Google claimed to have resolved the problem, which was identified as CVE-2025-2783, in a brief update on Tuesday. Kaspersky security experts found the vulnerability earlier this month.
Google said that hackers had already exploited the vulnerability in a “real world attack” prior to its patch. ‘Zero-day’ vulnerabilities are those that are exploited by attackers long before developers have a chance to fix them.
How Hackers Used The Bug
According to Kaspersky, the issue was a component of the Operation ForumTroll hacking effort. The initial step was sending phishing emails inviting the victims to a global political gathering in Russia. When victims clicked on the email’s link, they were taken to a rogue website where the bug was instantly used to access their computer data. Although Kaspersky did not disclose much about it, they did confirm that the vulnerability allowed hackers to get over Chrome’s sandbox security. These safeguards often keep the browser from accessing private information on a user’s machine.
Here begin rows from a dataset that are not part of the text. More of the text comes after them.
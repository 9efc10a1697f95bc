//! Sources command implementation

use anyhow::Result;

use crate::reader::ReaderRegistry;

pub fn run(registry: &ReaderRegistry) -> Result<()> {
    let readers = registry.all_readers();

    if readers.is_empty() {
        println!("No readers enabled. Check your configuration.");
        return Ok(());
    }

    println!("{:<18} {:<10} {}", "Source", "Status", "Description");
    println!("{}", "-".repeat(80));
    for reader in readers {
        let status = if reader.is_available() {
            "found"
        } else {
            "missing"
        };
        println!(
            "{:<18} {:<10} {}",
            reader.agent().as_str(),
            status,
            reader.description()
        );
    }

    Ok(())
}
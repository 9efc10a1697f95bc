//! Links command implementation

use anyhow::Result;

use super::{display_time, short_hash, truncate};
use crate::store::LinkStore;

pub fn for_conversation(store: &LinkStore, conversation_id: &str) -> Result<()> {
    let links = store.get_links_for_conversation(conversation_id)?;
    if links.is_empty() {
        println!("No commits linked to conversation '{}'.", conversation_id);
        return Ok(());
    }

    println!(
        "{:<12} {:<17} {:<7} {:<6} {}",
        "Commit", "Committed", "Status", "Conf", "Message"
    );
    println!("{}", "-".repeat(90));
    for linked in links {
        println!(
            "{:<12} {:<17} {:<7} {:<6.2} {}",
            short_hash(&linked.commit.hash),
            display_time(&linked.commit.committed_at),
            linked.link.status.as_str(),
            linked.link.confidence,
            truncate(&linked.commit.message, 40),
        );
    }
    Ok(())
}

pub fn for_commit(store: &LinkStore, commit: &str) -> Result<()> {
    // Accept a short hash when it is unambiguous
    let hash = match store.get_commit(commit)? {
        Some(c) => c.hash,
        None => store
            .resolve_commit_prefix(commit)?
            .unwrap_or_else(|| commit.to_string()),
    };

    let links = store.get_links_for_commit(&hash)?;
    if links.is_empty() {
        println!("No conversations linked to commit {}.", short_hash(&hash));
        return Ok(());
    }

    println!(
        "{:<38} {:<14} {:<7} {:<6} {}",
        "Conversation", "Agent", "Status", "Conf", "Title"
    );
    println!("{}", "-".repeat(100));
    for linked in links {
        let title = linked
            .conversation
            .title
            .as_deref()
            .map(|t| truncate(t, 35))
            .unwrap_or_else(|| "-".to_string());
        println!(
            "{:<38} {:<14} {:<7} {:<6.2} {}",
            linked.conversation.id,
            linked.conversation.agent,
            linked.link.status.as_str(),
            linked.link.confidence,
            title,
        );
        if !linked.link.matched_files.is_empty() {
            println!("    files: {}", linked.link.matched_files.join(", "));
        }
    }
    Ok(())
}
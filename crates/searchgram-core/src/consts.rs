/// Number of physical preamble lines Google Ads prepends before the header row
/// (report title and date range).
pub const DEFAULT_HEADER_SKIP: usize = 2;

/// Grand-total row emitted by the export. Matched exactly, before lowercasing.
pub const TOTAL_ROW_SENTINEL: &str = "Total";

/// Default click threshold for the explorer tables.
pub const DEFAULT_MIN_CLICKS: f64 = 5.0;

/// Default length of the wasted-spend leaderboard.
pub const DEFAULT_TOP_WASTE: usize = 10;

/// Column order of every exported n-gram table.
pub const EXPORT_HEADERS: [&str; 11] = [
    "ngram",
    "cost",
    "conversions",
    "value",
    "clicks",
    "imps",
    "count",
    "cpa",
    "roas",
    "cpc",
    "ctr",
];
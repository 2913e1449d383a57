use crate::schema::RecordSet;
use crate::util::safe_ratio;
use serde::{Deserialize, Serialize};

/// Whole-account scalars shown above the n-gram tables.
#[derive(Debug, Clone, Copy, Default, PartialEq, Serialize, Deserialize)]
pub struct AccountSummary {
    pub total_spend: f64,
    pub total_conversions: f64,
    pub total_value: f64,
    /// total_value / total_spend, 0 without spend.
    pub account_roas: f64,
    pub analyzed_terms: usize,
}

impl AccountSummary {
    pub fn from_records(set: &RecordSet) -> Self {
        let (spend, conversions, value) = set.iter().fold((0.0, 0.0, 0.0), |acc, r| {
            (acc.0 + r.cost, acc.1 + r.conversions, acc.2 + r.value)
        });

        Self {
            total_spend: spend,
            total_conversions: conversions,
            total_value: value,
            account_roas: safe_ratio(value, spend),
            analyzed_terms: set.len(),
        }
    }
}
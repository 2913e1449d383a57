use proptest::prelude::*;
use searchgram_core::ngram::aggregate;
use searchgram_core::schema::Record;
use std::collections::{BTreeMap, HashSet};

// --- STRATEGIES ---

prop_compose! {
    fn arb_term()(words in proptest::collection::vec("[a-c]{1,2}", 0..8)) -> String {
        words.join(" ")
    }
}

prop_compose! {
    fn arb_record()(
        term in arb_term(),
        cost in 0u32..1000,
        conversions in 0u32..5,
        value in 0u32..2000,
        clicks in 0u32..50,
        imps in 0u32..500
    ) -> Record {
        Record {
            term,
            cost: cost as f64,
            conversions: conversions as f64,
            value: value as f64,
            clicks: clicks as f64,
            imps: imps as f64,
        }
    }
}

fn keyed(records: &[Record], n: usize) -> BTreeMap<String, (u64, f64)> {
    aggregate(records, n)
        .unwrap()
        .into_iter()
        .map(|e| (e.ngram, (e.count, e.cost)))
        .collect()
}

proptest! {
    #![proptest_config(ProptestConfig::with_cases(256))]

    #[test]
    fn test_window_count_matches_word_count(term in arb_term(), n in 1usize..4) {
        let words = term.split_whitespace().count();
        let records = vec![Record { term, cost: 1.0, ..Default::default() }];
        let total: u64 = aggregate(&records, n).unwrap().iter().map(|e| e.count).sum();
        let expected = if words >= n { (words - n + 1) as u64 } else { 0 };
        prop_assert_eq!(total, expected);
    }

    #[test]
    fn test_unigram_cost_conservation(cost in 1u32..1000, words in proptest::collection::hash_set("[a-z]{1,6}", 1..8)) {
        let distinct: Vec<String> = words.into_iter().collect();
        let records = vec![Record { term: distinct.join(" "), cost: cost as f64, ..Default::default() }];
        let sum: f64 = aggregate(&records, 1).unwrap().iter().map(|e| e.cost).sum();
        prop_assert_eq!(sum, distinct.len() as f64 * cost as f64);
    }

    #[test]
    fn test_aggregation_is_idempotent(records in proptest::collection::vec(arb_record(), 0..20), n in 1usize..4) {
        prop_assert_eq!(keyed(&records, n), keyed(&records, n));
    }

    #[test]
    fn test_kpis_follow_final_sums(records in proptest::collection::vec(arb_record(), 0..20), n in 1usize..4) {
        for e in aggregate(&records, n).unwrap() {
            let cpa = if e.conversions > 0.0 { e.cost / e.conversions } else { 0.0 };
            let roas = if e.cost > 0.0 { e.value / e.cost } else { 0.0 };
            let cpc = if e.clicks > 0.0 { e.cost / e.clicks } else { 0.0 };
            let ctr = if e.imps > 0.0 { e.clicks / e.imps * 100.0 } else { 0.0 };
            prop_assert_eq!(e.cpa, cpa);
            prop_assert_eq!(e.roas, roas);
            prop_assert_eq!(e.cpc, cpc);
            prop_assert_eq!(e.ctr, ctr);
        }
    }

    #[test]
    fn test_keys_are_unique_and_lowercase(records in proptest::collection::vec(arb_record(), 0..20), n in 1usize..4) {
        let entries = aggregate(&records, n).unwrap();
        let keys: HashSet<&str> = entries.iter().map(|e| e.ngram.as_str()).collect();
        prop_assert_eq!(keys.len(), entries.len());
        for e in &entries {
            prop_assert_eq!(e.ngram.split(' ').count(), n);
            prop_assert_eq!(e.ngram.to_lowercase(), e.ngram.clone());
        }
    }
}
pub mod audit;
pub mod explore;
pub mod export;

use searchgram_core::schema::RecordSet;

/// A loaded report, parsed once and shared by every n-gram pass.
pub struct Dataset {
    pub records: RecordSet,
    pub fingerprint: String,
}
Furthermore, Kaspersky noted that this vulnerability affected all other browsers built on Google’s Chromium engine, not just Chrome.
Who Was Targeted?
According to security researchers, this issue was used in an espionage operation. The goal of these efforts is to gradually and covertly obtain information from targets. Russian media professionals and staff members at educational institutions received customized ‘phishing’ emails from the attacker, according to Kaspersky. The identity of the attacker is still unclear, though. According to the cybersecurity firm, there may have been involvement from a state-sponsored hacking outfit.